Simplifications des entreprises : 50 nuances au gré du patronat

InFOéco n°105 du 9 juin 2015 par Pascal Pavageau

En guise de préliminaires :

Comme nous l’indiquions par InFOéco [1] en 2014, un « Conseil de la simplification pour les entreprises » a été créé en janvier 2014 sur décision du Premier ministre [2].

Ce conseil est chargé de proposer au gouvernement des orientations de simplification à l’égard des entreprises. Il s’appuie sur le secrétariat général pour la modernisation de l’action publique (MAP [3]) pour le pilotage opérationnel et la coordination interministérielle. La coprésidence du conseil est assurée par Laurent Grandguillaume [4], député de Côte d’Or, et de Françoise Holder, chef d’entreprise (et surtout membre de l’exécutif du Medef).

La dérive vers un poids patronal démesuré dans ce processus de simplification était inscrite dès son origine.

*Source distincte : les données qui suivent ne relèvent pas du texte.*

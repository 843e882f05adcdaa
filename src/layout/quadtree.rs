//! Barnes-Hut quadtree used for node repulsion.
//!
//! Distant groups of bodies are approximated by their center of mass, which
//! brings the repulsion pass from O(n²) down to O(n log n).

use egui::{Pos2, Rect, Vec2};

/// Recursion cap; coincident bodies would otherwise split forever
const MAX_DEPTH: u32 = 48;

/// Padding around the bodies when sizing the root cell
const ROOT_PADDING: f32 = 100.0;

#[derive(Debug, Default)]
enum Cell {
    #[default]
    Empty,
    Body {
        pos: Pos2,
        mass: f32,
    },
    Split {
        center_of_mass: Pos2,
        mass: f32,
        /// NW, NE, SW, SE
        quadrants: Box<[Cell; 4]>,
    },
}

impl Cell {
    fn mass(&self) -> f32 {
        match self {
            Cell::Empty => 0.0,
            Cell::Body { mass, .. } | Cell::Split { mass, .. } => *mass,
        }
    }
}

fn quadrant_of(bounds: Rect, pos: Pos2) -> usize {
    let center = bounds.center();
    match (pos.y >= center.y, pos.x >= center.x) {
        (false, false) => 0,
        (false, true) => 1,
        (true, false) => 2,
        (true, true) => 3,
    }
}

fn quadrant_bounds(bounds: Rect, quadrant: usize) -> Rect {
    let c = bounds.center();
    match quadrant {
        0 => Rect::from_min_max(bounds.min, c),
        1 => Rect::from_min_max(Pos2::new(c.x, bounds.min.y), Pos2::new(bounds.max.x, c.y)),
        2 => Rect::from_min_max(Pos2::new(bounds.min.x, c.y), Pos2::new(c.x, bounds.max.y)),
        _ => Rect::from_min_max(c, bounds.max),
    }
}

fn weighted(a: Pos2, a_mass: f32, b: Pos2, b_mass: f32) -> Pos2 {
    let total = a_mass + b_mass;
    Pos2::new(
        (a.x * a_mass + b.x * b_mass) / total,
        (a.y * a_mass + b.y * b_mass) / total,
    )
}

/// Repulsion tree over a snapshot of body positions and masses
pub struct Quadtree {
    root: Cell,
    bounds: Rect,
    /// Cell size / distance threshold under which a cell is approximated
    theta: f32,
}

impl Quadtree {
    pub fn build(bodies: &[(Pos2, f32)], theta: f32) -> Self {
        let mut bounds = Rect::NOTHING;
        for (pos, _) in bodies {
            bounds.extend_with(*pos);
        }
        let bounds = if bodies.is_empty() {
            Rect::from_min_max(Pos2::ZERO, Pos2::ZERO)
        } else {
            let padded = bounds.expand(ROOT_PADDING);
            let side = padded.width().max(padded.height());
            Rect::from_min_size(padded.min, Vec2::splat(side))
        };

        let mut tree = Self {
            root: Cell::Empty,
            bounds,
            theta,
        };
        for &(pos, mass) in bodies {
            let root = std::mem::take(&mut tree.root);
            tree.root = insert(root, pos, mass, tree.bounds, 0);
        }
        tree
    }

    pub fn total_mass(&self) -> f32 {
        self.root.mass()
    }

    /// Repulsive force felt by a body at `pos` (Coulomb: k·m / r²)
    pub fn repulsion(&self, pos: Pos2, strength: f32, min_distance: f32) -> Vec2 {
        self.force_from(&self.root, self.bounds, pos, strength, min_distance)
    }

    fn force_from(&self, cell: &Cell, bounds: Rect, pos: Pos2, strength: f32, min_distance: f32) -> Vec2 {
        match cell {
            Cell::Empty => Vec2::ZERO,
            Cell::Body { pos: other, mass } => {
                let delta = pos - *other;
                // The body itself
                if delta.length() < 0.01 {
                    return Vec2::ZERO;
                }
                push_away(delta, *mass, strength, min_distance)
            }
            Cell::Split {
                center_of_mass,
                mass,
                quadrants,
            } => {
                let delta = pos - *center_of_mass;
                let distance = delta.length().max(min_distance);
                let side = bounds.width().max(bounds.height());
                if side / distance < self.theta {
                    push_away(delta, *mass, strength, min_distance)
                } else {
                    quadrants
                        .iter()
                        .enumerate()
                        .map(|(q, child)| {
                            self.force_from(child, quadrant_bounds(bounds, q), pos, strength, min_distance)
                        })
                        .fold(Vec2::ZERO, |acc, f| acc + f)
                }
            }
        }
    }
}

fn push_away(delta: Vec2, mass: f32, strength: f32, min_distance: f32) -> Vec2 {
    let distance = delta.length().max(min_distance);
    let magnitude = strength * mass / (distance * distance);
    // distance is clamped, so no division by zero here
    (delta / distance) * magnitude
}

fn insert(cell: Cell, pos: Pos2, mass: f32, bounds: Rect, depth: u32) -> Cell {
    if depth > MAX_DEPTH {
        return cell;
    }
    match cell {
        Cell::Empty => Cell::Body { pos, mass },
        Cell::Body {
            pos: existing,
            mass: existing_mass,
        } => {
            let mut quadrants: Box<[Cell; 4]> = Box::default();
            let eq = quadrant_of(bounds, existing);
            quadrants[eq] = Cell::Body {
                pos: existing,
                mass: existing_mass,
            };
            let nq = quadrant_of(bounds, pos);
            let taken = std::mem::take(&mut quadrants[nq]);
            quadrants[nq] = insert(taken, pos, mass, quadrant_bounds(bounds, nq), depth + 1);
            Cell::Split {
                center_of_mass: weighted(existing, existing_mass, pos, mass),
                mass: existing_mass + mass,
                quadrants,
            }
        }
        Cell::Split {
            center_of_mass,
            mass: total,
            mut quadrants,
        } => {
            let q = quadrant_of(bounds, pos);
            let taken = std::mem::take(&mut quadrants[q]);
            quadrants[q] = insert(taken, pos, mass, quadrant_bounds(bounds, q), depth + 1);
            Cell::Split {
                center_of_mass: weighted(center_of_mass, total, pos, mass),
                mass: total + mass,
                quadrants,
            }
        }
    }
}

#[cfg(test)]
mod tests {
    use super::*;

    #[test]
    fn test_tree_keeps_all_mass() {
        let bodies = vec![
            (Pos2::new(0.0, 0.0), 1.0),
            (Pos2::new(100.0, 0.0), 2.0),
            (Pos2::new(0.0, 100.0), 1.0),
            (Pos2::new(100.0, 100.0), 1.5),
        ];
        let tree = Quadtree::build(&bodies, 1.0);
        assert!((tree.total_mass() - 5.5).abs() < 1e-4);
    }

    #[test]
    fn test_repulsion_points_away() {
        let bodies = vec![(Pos2::new(0.0, 0.0), 1.0), (Pos2::new(100.0, 0.0), 1.0)];
        let tree = Quadtree::build(&bodies, 1.0);

        let force = tree.repulsion(Pos2::new(0.0, 0.0), 1000.0, 1.0);
        assert!(force.x < 0.0, "expected push to the left: {:?}", force);
        assert!(force.y.abs() < 1e-4);
    }

    #[test]
    fn test_empty_tree_has_no_force() {
        let tree = Quadtree::build(&[], 1.0);
        assert_eq!(tree.repulsion(Pos2::new(5.0, 5.0), 1000.0, 1.0), Vec2::ZERO);
    }
}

Une relation exclusive avec le patronat :

Le 1er juin dernier, fidèle à son « amour » envers les entreprises, le gouvernement a annoncé 50 mesures de simplification qui s’additionnent aux 200 précédentes déjà décidées en 2014. Force Ouvrière a analysé et réagit sur toutes ces décisions en 2014 (voir inFOéco précités).

En la matière, le couple gouvernement / patronat approfondit ainsi sa relation exclusive : qui propose ? Un comité de patrons. Qui décide ? Le gouvernement. Qui évalue ? Un nouveau comité de patrons (complémentaire du fameux « Conseil de simplification »).

Un véritable blanc-seing aux revendications patronales !

Après le courrier du 23 avril 2014 du Secrétaire général de Force Ouvrière au Premier ministre, le gouvernement s’est engagé à consulter les organisations syndicales sur les mesures décidées touchant au droit social. Non seulement il n’en n’a rien fait, mais il a récidivé avec un train de 50 mesures décidées le 30 octobre 2014 sans aucune concertation préalable, puis, de nouveau, avec celui du 1er juin 2015.

Cela est d’autant plus inacceptable qu’en vertu de l’article L1 du code du travail, le gouvernement a l’obligation d’organiser une

concertation préalable sur tout projet de réforme qui touche aux relations individuelles et collectives de travail. Et, en bout de procédure, la concrétisation s’effectue en général dans l’urgence par voie d’ordonnance !

Un arc en ciel de mesures libérales loin de nous conduire au 7e ciel :

Si certaines simplifications vont dans le bon sens, d’autres non. De nombreux sujets concernent directement les politiques sociales, la sécurité sociale, les services publics, les droits des salariés et le Code du Travail.

La simplification libérale est annoncée, l’autoritarisme social est assuré : dérèglementations, dérégulations, économies budgétaires supplémentaires, réductions des droits des salariés et des assurés sociaux.

Retours en arrières et déclassement des droits et normes français pour s’aligner sur les moins-disants européens constituent la trame principale de ces décisions.